Glass bottle
An item at Metropolitan Museum of Art
Translucent pale blue green. Collared rim, with vertical, rounded lip; slender, cylindrical neck, tooled in around base; piriform body; concave bottom. Wheel-abraded decoration on body in horizontal bands; single fine line at top, then band of two fine lines flanking a broader groove, two more fine lines, and a single fine line at point of greatest diameter. Broken and repaired around body with two small holes in side; some elongated, large, and pinprick bubbles; patches of enamel-like weathering and iridescence.
Greek and Roman Art
An exhibit at Metropolitan Museum of Art
The Museum's collection of Greek and Roman art comprises more than thirty thousand works ranging in date from the Neolithic period (ca. 4500 B.C.) to the time of the Roman emperor Constantine's conversion to Christianity in A.D. 312. It includes the art of many cultures and is among the most comprehensive in North America.
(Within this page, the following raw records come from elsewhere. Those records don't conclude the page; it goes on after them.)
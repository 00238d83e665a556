//! Weighted heuristic plan detection. Pure local scoring, no I/O.
//!
//! Signals and weights:
//!
//! | signal                        | points |
//! |-------------------------------|--------|
//! | `permission_mode == "plan"`   | +5     |
//! | plan-style header             | +3     |
//! | numbered steps (>= 3)         | +3     |
//! | planning preamble phrase      | +2     |
//! | section headers (>= 3)        | +2     |
//! | action-verb bullets (>= 3)    | +2     |
//! | file path references (>= 3)   | +1     |
//!
//! Text is treated as a plan when the total reaches the configured
//! `detection.min_score` (default 6). The detector returns the matched
//! signals alongside the total so callers can log why a message was or
//! was not gated.

use regex::Regex;
use std::sync::LazyLock;

static PLAN_HEADER_RE: LazyLock<Regex> = LazyLock::new(|| {
    Regex::new(concat!(
        r"(?mi)^#{1,3}\s+(?:Implementation\s+)?Plan",
        r"|^#{1,3}\s+Approach",
        r"|^#{1,3}\s+Strategy",
        r"|^#{1,3}\s+Proposed\s+(?:Solution|Changes)",
        r"|^#{1,3}\s+Steps",
        r"|^#{1,3}\s+Action\s+Items",
        r"|^#{1,3}\s+Implementation\s+Steps",
        r"|^#{1,3}\s+Execution\s+Plan",
        r"|^#{1,3}\s+Migration\s+Plan",
        r"|^#{1,3}\s+Rollout\s+Plan",
    ))
    .expect("valid plan header regex")
});

static NUMBERED_STEPS_RE: LazyLock<Regex> = LazyLock::new(|| {
    Regex::new(r"(?mi)^\s*(?:\d+[.)]\s|Step\s+\d+[:.]\s)").expect("valid numbered steps regex")
});

static PREAMBLE_RE: LazyLock<Regex> = LazyLock::new(|| {
    Regex::new(concat!(
        r"(?i)(?:Here(?:'s| is) (?:my |the )?plan)",
        r"|(?:I(?:'ll| will) (?:proceed|start) (?:by|with))",
        r"|(?:The approach (?:is|will be))",
        r"|(?:Let me outline)",
        r"|(?:Here(?:'s| is) (?:my |the )?approach)",
        r"|(?:I propose (?:the following|to))",
        r"|(?:My plan is to)",
    ))
    .expect("valid preamble regex")
});

static SECTION_HEADER_RE: LazyLock<Regex> =
    LazyLock::new(|| Regex::new(r"(?m)^#{2,3}\s+\S").expect("valid section header regex"));

static ACTION_VERB_RE: LazyLock<Regex> = LazyLock::new(|| {
    Regex::new(concat!(
        r"(?mi)^\s*[-*]\s+(?:Create|Add|Implement|Update|Modify|Remove|Delete|Refactor|",
        r"Extract|Move|Rename|Configure|Set up|Install|Deploy|Test|Write|Build|",
        r"Fix|Migrate|Replace|Extend|Integrate)\b",
    ))
    .expect("valid action verb regex")
});

static FILE_PATH_RE: LazyLock<Regex> = LazyLock::new(|| {
    Regex::new(concat!(
        r"(?:`[a-zA-Z0-9_./-]+\.[a-zA-Z]{1,5}`)",
        r"|(?:\b[a-zA-Z0-9_.-]+/[a-zA-Z0-9_./-]+\.[a-zA-Z]{1,5}\b)",
    ))
    .expect("valid file path regex")
});

/// Result of scoring a piece of text for plan-shape.
#[derive(Debug, Clone, PartialEq, Eq)]
pub struct Detection {
    /// Sum of the matched signal weights.
    pub score: u32,
    /// The signals that fired, as `(name, points)` pairs in signal order.
    pub signals: Vec<(&'static str, u32)>,
}

impl Detection {
    /// Check whether the score clears the acceptance threshold.
    pub fn is_plan(&self, min_score: u32) -> bool {
        self.score >= min_score
    }

    /// Render the fired signals for diagnostics, e.g. `"plan_header+3, numbered_steps+3"`.
    pub fn describe(&self) -> String {
        self.signals
            .iter()
            .map(|(name, points)| format!("{name}+{points}"))
            .collect::<Vec<_>>()
            .join(", ")
    }
}

/// Score `text` for plan-shape.
///
/// `permission_mode` is the agent's permission mode from the hook input;
/// `"plan"` is the strongest single signal since the agent was explicitly
/// asked to plan.
pub fn detect(text: &str, permission_mode: Option<&str>) -> Detection {
    let mut signals = Vec::new();

    if permission_mode == Some("plan") {
        signals.push(("permission_mode", 5));
    }
    if PLAN_HEADER_RE.is_match(text) {
        signals.push(("plan_header", 3));
    }
    if NUMBERED_STEPS_RE.find_iter(text).count() >= 3 {
        signals.push(("numbered_steps", 3));
    }
    if PREAMBLE_RE.is_match(text) {
        signals.push(("preamble_phrase", 2));
    }
    if SECTION_HEADER_RE.find_iter(text).count() >= 3 {
        signals.push(("section_headers", 2));
    }
    if ACTION_VERB_RE.find_iter(text).count() >= 3 {
        signals.push(("action_verbs", 2));
    }
    if FILE_PATH_RE.find_iter(text).count() >= 3 {
        signals.push(("file_paths", 1));
    }

    let score = signals.iter().map(|(_, points)| points).sum();
    Detection { score, signals }
}

#[cfg(test)]
mod tests {
    use super::*;

    const DEFAULT_MIN_SCORE: u32 = 6;

    fn signal_names(detection: &Detection) -> Vec<&'static str> {
        detection.signals.iter().map(|(name, _)| *name).collect()
    }

    #[test]
    fn test_full_plan_scores_high() {
        let text = "\
# Implementation Plan

## Phase 1

1. Create the new module
2. Add the config entry
3. Update `src/main.rs`

## Phase 2

- Create `src/plan/detector.rs`
- Update tests/integration.rs
- Remove the old shim

## Rollout

Ship behind a flag.
";
        let detection = detect(text, None);
        assert!(detection.score >= DEFAULT_MIN_SCORE, "score {}", detection.score);
        assert!(signal_names(&detection).contains(&"plan_header"));
        assert!(signal_names(&detection).contains(&"numbered_steps"));
        assert!(signal_names(&detection).contains(&"section_headers"));
    }

    #[test]
    fn test_conversational_text_scores_low() {
        let text = "The tests pass now. The root cause was a stale cache entry \
                    that survived the restart. Let me know if anything else looks off.";
        let detection = detect(text, None);
        assert!(detection.score < DEFAULT_MIN_SCORE, "score {}", detection.score);
    }

    #[test]
    fn test_empty_text_scores_zero() {
        let detection = detect("", None);
        assert_eq!(detection.score, 0);
        assert!(detection.signals.is_empty());
    }

    #[test]
    fn test_permission_mode_plan_adds_five() {
        let without = detect("ordinary text", None);
        let with = detect("ordinary text", Some("plan"));
        assert_eq!(with.score, without.score + 5);
        assert!(signal_names(&with).contains(&"permission_mode"));
    }

    #[test]
    fn test_permission_mode_other_values_ignored() {
        let detection = detect("ordinary text", Some("acceptEdits"));
        assert!(!signal_names(&detection).contains(&"permission_mode"));
    }

    #[test]
    fn test_plan_header_variants() {
        for header in [
            "# Plan",
            "## Implementation Plan",
            "### Approach",
            "## Strategy",
            "# Proposed Solution",
            "## Proposed Changes",
            "# Steps",
            "## Action Items",
            "# Execution Plan",
            "## Migration Plan",
            "### rollout plan",
        ] {
            let detection = detect(header, None);
            assert!(
                signal_names(&detection).contains(&"plan_header"),
                "expected plan_header for {header:?}"
            );
        }
    }

    #[test]
    fn test_plain_heading_is_not_a_plan_header() {
        let detection = detect("# Results\n\nAll benchmarks improved.", None);
        assert!(!signal_names(&detection).contains(&"plan_header"));
    }

    #[test]
    fn test_numbered_steps_need_three() {
        let two = detect("1. First\n2. Second\n", None);
        assert!(!signal_names(&two).contains(&"numbered_steps"));

        let three = detect("1. First\n2. Second\n3. Third\n", None);
        assert!(signal_names(&three).contains(&"numbered_steps"));
    }

    #[test]
    fn test_step_prefix_counts_as_numbered() {
        let text = "Step 1: prepare\nStep 2: execute\nStep 3. verify\n";
        let detection = detect(text, None);
        assert!(signal_names(&detection).contains(&"numbered_steps"));
    }

    #[test]
    fn test_preamble_phrases() {
        for phrase in [
            "Here's my plan for the migration.",
            "Here is the plan.",
            "I'll proceed by extracting the parser.",
            "I will start with the storage layer.",
            "The approach is to split the module.",
            "Let me outline the changes.",
            "Here's the approach.",
            "I propose the following changes.",
            "My plan is to batch the writes.",
        ] {
            let detection = detect(phrase, None);
            assert!(
                signal_names(&detection).contains(&"preamble_phrase"),
                "expected preamble_phrase for {phrase:?}"
            );
        }
    }

    #[test]
    fn test_action_verb_bullets_need_three() {
        let text = "- Create the module\n- Update the docs\n- Remove the shim\n";
        let detection = detect(text, None);
        assert!(signal_names(&detection).contains(&"action_verbs"));

        let two = detect("- Create the module\n- Update the docs\n", None);
        assert!(!signal_names(&two).contains(&"action_verbs"));
    }

    #[test]
    fn test_file_paths_backticked_and_bare() {
        let text = "Touch `src/main.rs`, then src/lib.rs and tests/cli.rs as needed.";
        let detection = detect(text, None);
        assert!(signal_names(&detection).contains(&"file_paths"));
    }

    #[test]
    fn test_section_headers_exclude_h1() {
        // Three h1 headings: the section signal wants ## or ###.
        let detection = detect("# One\n# Two\n# Three\n", None);
        assert!(!signal_names(&detection).contains(&"section_headers"));

        let sub = detect("## One\n## Two\n### Three\n", None);
        assert!(signal_names(&sub).contains(&"section_headers"));
    }

    #[test]
    fn test_header_plus_steps_reaches_threshold() {
        // plan_header(3) + numbered_steps(3) = 6, the default threshold.
        let text = "# Plan\n\n1. First\n2. Second\n3. Third\n";
        let detection = detect(text, None);
        assert_eq!(detection.score, 6);
        assert!(detection.is_plan(DEFAULT_MIN_SCORE));
    }

    #[test]
    fn test_describe_lists_fired_signals() {
        let text = "# Plan\n\n1. First\n2. Second\n3. Third\n";
        let detection = detect(text, None);
        assert_eq!(detection.describe(), "plan_header+3, numbered_steps+3");
    }

    #[test]
    fn test_is_plan_respects_min_score() {
        let text = "# Plan\n\n1. First\n2. Second\n3. Third\n";
        let detection = detect(text, None);
        assert!(detection.is_plan(6));
        assert!(!detection.is_plan(7));
    }
}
The geographic regions represented are Greece and Italy, but not as delimited by modern political frontiers: Greek colonies were established around the Mediterranean basin and on the shores of the Black Sea, and Cyprus became increasingly Hellenized. For Roman art, the geographical limits coincide with the expansion of the Roman Empire. The department also exhibits the art of prehistoric Greece (Helladic, Cycladic, and Minoan) and pre-Roman art of Italic peoples, notably the Etruscans.